Sicuramente ci sono degli argomenti e degli avvenimenti che hanno toccato un po’ tutti quanti da vicino in questo anno molto intenso. A me piace – dice Ilaria – che per ognuno ci sia la libertà di interpretazione: magari c’è una canzone che per qualcuno può sembrare una canzone d’amore ma invece quella canzone parla di migranti oppure parla di tutta una serie di avvenimenti che sono accaduti.
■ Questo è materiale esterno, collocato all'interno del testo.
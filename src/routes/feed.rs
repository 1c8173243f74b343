use crate::{
    AppState,
    dto::{AddCommentRequest, FeedResponse, LikeResponse, PostView, SendPostRequest, ViewerView},
    errors::ApiError,
    session,
    store::retry_once,
};
use axum::{
    Form, Json,
    extract::{Path, State},
    http::HeaderMap,
    response::Redirect,
};
use tracing::info;
use uuid::Uuid;
use validator::Validate;

fn feed_view(state: &AppState, viewer: Option<ViewerView>) -> FeedResponse {
    let posts = state
        .store
        .list_posts()
        .iter()
        .map(|post| PostView::resolve(post, &state.store))
        .collect();

    FeedResponse { viewer, posts }
}

/// GET /
///
/// All posts in insertion order, authors and comment authors resolved.
/// Readable without a session.
pub async fn home(State(state): State<AppState>, headers: HeaderMap) -> Json<FeedResponse> {
    let viewer = session::current_user(&headers, &state).map(|u| ViewerView::for_user(&u));
    Json(feed_view(&state, viewer))
}

/// POST /visit-as-guest
///
/// The same feed, rendered for a read-only guest identity.
pub async fn visit_as_guest(State(state): State<AppState>) -> Json<FeedResponse> {
    Json(feed_view(&state, Some(ViewerView::guest())))
}

/// POST /send-post
/// Form: post
pub async fn send_post(
    State(state): State<AppState>,
    headers: HeaderMap,
    Form(payload): Form<SendPostRequest>,
) -> Result<Redirect, ApiError> {
    let user = session::require_user(&headers, &state)?;

    payload
        .validate()
        .map_err(|e| ApiError::Validation(e.to_string()))?;

    let post = retry_once(|| state.store.create_post(user.id, payload.post.clone()))?;

    info!("Post created: {} by user {}", post.id, user.id);

    Ok(Redirect::to("/"))
}

/// POST /like-post/{post_id}
/// Response: JSON { alreadyLiked, message?, post? }
pub async fn like_post(
    State(state): State<AppState>,
    headers: HeaderMap,
    Path(post_id): Path<Uuid>,
) -> Result<Json<LikeResponse>, ApiError> {
    let user = session::require_user(&headers, &state)?;

    let outcome = retry_once(|| state.store.like_post(post_id, user.id))?;

    if outcome.already_liked {
        return Ok(Json(LikeResponse {
            already_liked: true,
            message: None,
            post: None,
        }));
    }

    info!("Post liked: {} by user {}", post_id, user.id);

    Ok(Json(LikeResponse {
        already_liked: false,
        message: Some("Post liked successfully".to_string()),
        post: Some(PostView::resolve(&outcome.post, &state.store)),
    }))
}

/// POST /add-comment/{id}
/// Form: text
pub async fn add_comment(
    State(state): State<AppState>,
    headers: HeaderMap,
    Path(post_id): Path<Uuid>,
    Form(payload): Form<AddCommentRequest>,
) -> Result<Redirect, ApiError> {
    let user = session::require_user(&headers, &state)?;

    payload
        .validate()
        .map_err(|e| ApiError::Validation(e.to_string()))?;

    retry_once(|| state.store.add_comment(post_id, user.id, payload.text.clone()))?;

    info!("Comment added to post {} by user {}", post_id, user.id);

    Ok(Redirect::to("/"))
}
pub mod post;
pub mod user;

pub use post::{Comment, Post};
pub use user::User;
Parlare ed essere presenti nel sociale e nel mondo ma senza essere espliciti o didascalici rispetto a quello che ognuno di noi sicuramente può pensare, questo sicuramente è una delle intenzioni del disco.
Siamo in una fase di ascolto, di assecondamento  e quindi stiamo ascoltando e tirando fuori senza giudizio e senza analisi – aggiunge Francesco – il messaggio lo scopriremo poi. È un album molto interiore perché coinvolge delle emozioni ma allo stesso tempo anche una foto di questo nostro anno e di tutta una serie di cose che abbiamo vissuto, quindi rispetto ad altri dischi e altre canzoni ci sono meno storie, meno racconti, però per assurdo – rispetto ai precedenti – è una foto più fedele di quello che abbiamo vissuto emotivamente negli ultimi tempi.

Francesco Forni

Francesco Forni

Come vi sentite posizionati nello spazio musicale internazionale nazionale e partenopeo e come sentite il rapporto con il pubblico sia internazionale che nazionale, ci sono differenze che percepite?
Quello che a me e a noi fa piacere – risponde Ilaria – è che noi rappresentiamo sia all’estero che in Italia un momento di scoperta per il pubblico: chi ci scopre poi si affeziona a noi e ci segue, e questa è la collocazione che io sento. Se noi siamo collocati in qualche luogo, siamo collocati un po’ nelle anime delle persone che poi fanno il pubblico. Non ci creiamo mai il problema di dove dobbiamo stare perché se ce lo ponessimo troveremmo tante porte chiuse, e invece scriviamo quello che ci va di scrivere, suoniamo quello che ci va di suonare, senza dire che cosa siamo ma facendo quello che ci piace. E  questo fa sì che alla fine riusciamo ad entrare in un circuito che non sappiamo nemmeno definire, è molto eterogeneo e trasversale, ma nel quale ci sentiamo bene; piacciamo ai bambini ai giovani ai vecchi ai grandi a tutti quelli che ci incontrano senza problemi di età perché non è musica per vecchi o per giovani, è una musica senza paletti e confini.
Una cosa che possiamo dire, aggiunge Francesco, è che giriamo davvero il mondo e qualsiasi palco ma quando torniamo a Napoli proviamo sempre un’emozione molto forte, da adolescenti, e forte si sente il legame con la madreterra.